Opinion
Civil Action No. 07-1508.
March 30, 2009
MEMORANDUM ORDER
On August 1, 2008, this case was referred to United States Magistrate Judge Cathy Bissoon for pretrial proceedings in accordance with the Magistrate Judges Act, 28 U.S.C. §§ 636(b)(1)(A) and (B), and Rules 72.1.3 and 72.1.4 of the Local Rules for Magistrate Judges.
On February 24, 2009, the magistrate judge issued a Report and Recommendation ("R R") (Docket No. 36) recommending that the motion for summary judgment filed by defendant A L Motor Sales ("defendant") (Docket No. 22) be granted. Service of the R R was made on the parties. Plaintiff Sherrie Vernon ("plaintiff") filed objections on March 13, 2009 ("Objections") (Docket No. 37) and defendant filed a response to the Objections on March 25, 2009 (Docket No. 38).
Plaintiff makes numerous objections, which for the most part reargue the issues adequately addressed by the magistrate judge in the R R. In the Objections, plaintiff asserts that the magistrate judge failed to examine all her arguments and evidence of discrimination as a whole. A review of the entire record, however, demonstrates that the magistrate judge properly drew all inferences in her favor and considered all plaintiff's arguments, along with all the evidence she proffered in support of her discrimination claim. Based upon a review of the record as a whole and as the magistrate judge correctly concluded (R R at 11), plaintiff's evidence, considered collectively on the record as a whole, is insufficient to demonstrate that defendant discriminated against plaintiff on the basis of her gender when it terminated her employment. Plaintiff did not adduce sufficient evidence for a jury to render a verdict in her favor.
The magistrate judge did not err in concluding that insufficient evidence of a similarly situated individual was presented. The evidence of record, which is not disputed, reflects that plaintiff disclosed her hourly wage rate to a co-worker who was present in the same office as a supervisor. Plaintiff testified:
Q. Where was ["the co-worker] during your discussion with [the coworker's supervisor]?
A. He was sitting at his desk in the back of the office.
(Sherrie Vernon Dep. 80, July 2, 2008.) When asked how far away the co-worker was, plaintiff stated, "[a]bout a car length away." (Id. 81.) Even ignoring that the supervisor to whom plaintiff spoke was not her supervisor, there was no evidence that the alleged comparator — the co-worker who overheard her disclosure about her hourly wage rate — disclosed his wage rate in the presence of any other co-worker. Under those circumstances there is no genuine issue of material fact in dispute concerning the existence of a similarly situated individual.

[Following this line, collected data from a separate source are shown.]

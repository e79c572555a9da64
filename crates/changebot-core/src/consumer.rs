//! Consumer side of the bus
//!
//! A [`WidgetConsumer`] is what a badge, banner, toast or panel holds. It
//! finds its provider through the bus (or waits for it through the
//! registry), subscribes to the store keys it renders, and sends actions
//! back. Without a provider it runs in standalone mode: reads come back
//! empty and dispatches go nowhere.

use std::sync::{Arc, Mutex, PoisonError};
use std::time::Duration;

use serde_json::Value;
use tracing::{debug, warn};

use crate::bus::{ActionEvent, EventBus};
use crate::registry::ServiceRegistry;
use crate::services::Services;
use crate::store::{StateKey, StateValue, Subscription};
use crate::updates::{HighlightTarget, Update, find_highlighted_update};

/// A widget attached to one scope
pub struct WidgetConsumer {
    scope: String,
    bus: Arc<EventBus>,
    services: Option<Services>,
    subscriptions: Vec<Subscription>,
}

impl std::fmt::Debug for WidgetConsumer {
    fn fmt(&self, f: &mut std::fmt::Formatter<'_>) -> std::fmt::Result {
        f.debug_struct("WidgetConsumer")
            .field("scope", &self.scope)
            .field("standalone", &self.is_standalone())
            .field("subscriptions", &self.subscriptions.len())
            .finish()
    }
}

impl WidgetConsumer {
    /// Ask the bus for the scope's services
    ///
    /// Never blocks. If no provider answers the consumer is standalone.
    pub fn connect(bus: Arc<EventBus>, scope: impl Into<String>) -> Self {
        let scope = scope.into();
        let slot = Arc::new(Mutex::new(None));
        let sink = Arc::clone(&slot);
        bus.request_services(&scope, move |services| {
            *sink.lock().unwrap_or_else(PoisonError::into_inner) = Some(services);
        });

        let services = slot.lock().unwrap_or_else(PoisonError::into_inner).take();
        if services.is_none() {
            debug!("No provider for scope {}, running standalone", scope);
        }

        Self {
            scope,
            bus,
            services,
            subscriptions: Vec::new(),
        }
    }

    /// Wait for the scope's provider through the registry
    ///
    /// Falls back to standalone mode when the wait times out.
    pub async fn connect_when_ready(
        bus: Arc<EventBus>,
        registry: &Arc<ServiceRegistry>,
        scope: impl Into<String>,
        timeout: Duration,
    ) -> Self {
        let scope = scope.into();
        let services = match registry.wait_for_store(&scope, timeout).wait().await {
            Ok(services) => Some(services),
            Err(e) => {
                warn!("{}; running standalone", e);
                None
            }
        };

        Self {
            scope,
            bus,
            services,
            subscriptions: Vec::new(),
        }
    }

    pub fn scope(&self) -> &str {
        &self.scope
    }

    pub fn is_standalone(&self) -> bool {
        self.services.is_none()
    }

    pub fn services(&self) -> Option<&Services> {
        self.services.as_ref()
    }

    /// Subscribe to one store key for the consumer's lifetime
    ///
    /// Returns false in standalone mode.
    pub fn subscribe<F>(&mut self, key: StateKey, callback: F) -> bool
    where
        F: Fn(&StateValue, Option<&StateValue>) + Send + Sync + 'static,
    {
        let Some(services) = &self.services else {
            return false;
        };
        self.subscriptions.push(services.store.on_change(key, callback));
        true
    }

    /// Fire an action at this consumer's scope
    ///
    /// Returns whether a provider handled it.
    pub async fn dispatch(&self, kind: &str, payload: Option<Value>) -> bool {
        let mut event = ActionEvent::new(kind).with_scope(self.scope.clone());
        event.payload = payload;
        self.bus.dispatch_action(event).await
    }

    /// Current count of unseen updates, 0 when standalone
    pub fn new_updates_count(&self) -> usize {
        self.services
            .as_ref()
            .map_or(0, |services| services.store.new_updates_count())
    }

    /// Drop every subscription and the services
    pub fn disconnect(&mut self) {
        for subscription in self.subscriptions.drain(..) {
            subscription.unsubscribe();
        }
        self.services = None;
    }
}

impl Drop for WidgetConsumer {
    fn drop(&mut self) {
        self.disconnect();
    }
}

/// Remembers which update a banner or toast is showing
///
/// Reports each newly highlighted update once, so re-checking after an
/// unrelated store change does not show the same entry again.
#[derive(Debug, Clone)]
pub struct HighlightTracker {
    target: HighlightTarget,
    current_id: Option<i64>,
}

impl HighlightTracker {
    pub fn new(target: HighlightTarget) -> Self {
        Self {
            target,
            current_id: None,
        }
    }

    pub fn target(&self) -> HighlightTarget {
        self.target
    }

    /// Id of the update currently shown
    pub fn current_id(&self) -> Option<i64> {
        self.current_id
    }

    /// Check for an update to show
    ///
    /// Returns the update only when it differs from the one already shown.
    pub fn check(&mut self, updates: &[Update], last_viewed: Option<i64>) -> Option<Update> {
        let found = find_highlighted_update(updates, self.target, last_viewed, self.current_id);
        if !found.should_show {
            return None;
        }
        let update = found.new_update?;
        self.current_id = Some(update.id);
        Some(update)
    }

    /// Check against a provider's current state
    pub fn check_services(&mut self, services: &Services) -> Option<Update> {
        self.check(&services.store.updates(), services.store.last_viewed())
    }

    /// Dismiss the shown update and record the view
    pub async fn dismiss(&mut self, services: &Services) {
        match self.target {
            HighlightTarget::Banner => services.highlight.mark_banner_viewed().await,
            HighlightTarget::Toast => services.highlight.mark_toast_viewed().await,
        }
        self.current_id = None;
    }
}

The magistrate judge did not find as a matter of law that plaintiff had to show her replacement was a male. See Pivirotto v. Innovative Systems, Inc., 191 F.3d 344, 354 (3d Cir. 1999) (replacement of a woman by a woman does not foreclose a Title VII sex discrimination claim by a woman). The magistrate judge considered whether plaintiff adduced sufficient evidence to show that "the circumstances surrounding her termination were discriminatory." (R R at 7.) The sex of the replacement was part of those circumstances. Plaintiff was not limited in her proof and the magistrate judge considered the evidence she adduced, which was not sufficiently probative of gender discrimination to raise a triable issue of fact.
In the remaining objections, plaintiff, as noted, reargues issues which were adequately and appropriately addressed in the R R. Having reviewed all plaintiff's remaining arguments, the court finds that the magistrate judge properly resolved those arguments in the R R.
After a de novo review of the pleadings and documents in the case, together with the R R, the Objections thereto and defendant's response to the objections, the following order is entered:
AND NOW, on this 30th day of March, 2009, IT IS HEREBY ORDERED that defendant's motion for summary judgment (Doc. 22) is GRANTED.
The R R of Magistrate Judge Bissoon dated February 24, 2009, as supplemented by this order, is hereby adopted as the opinion of this court.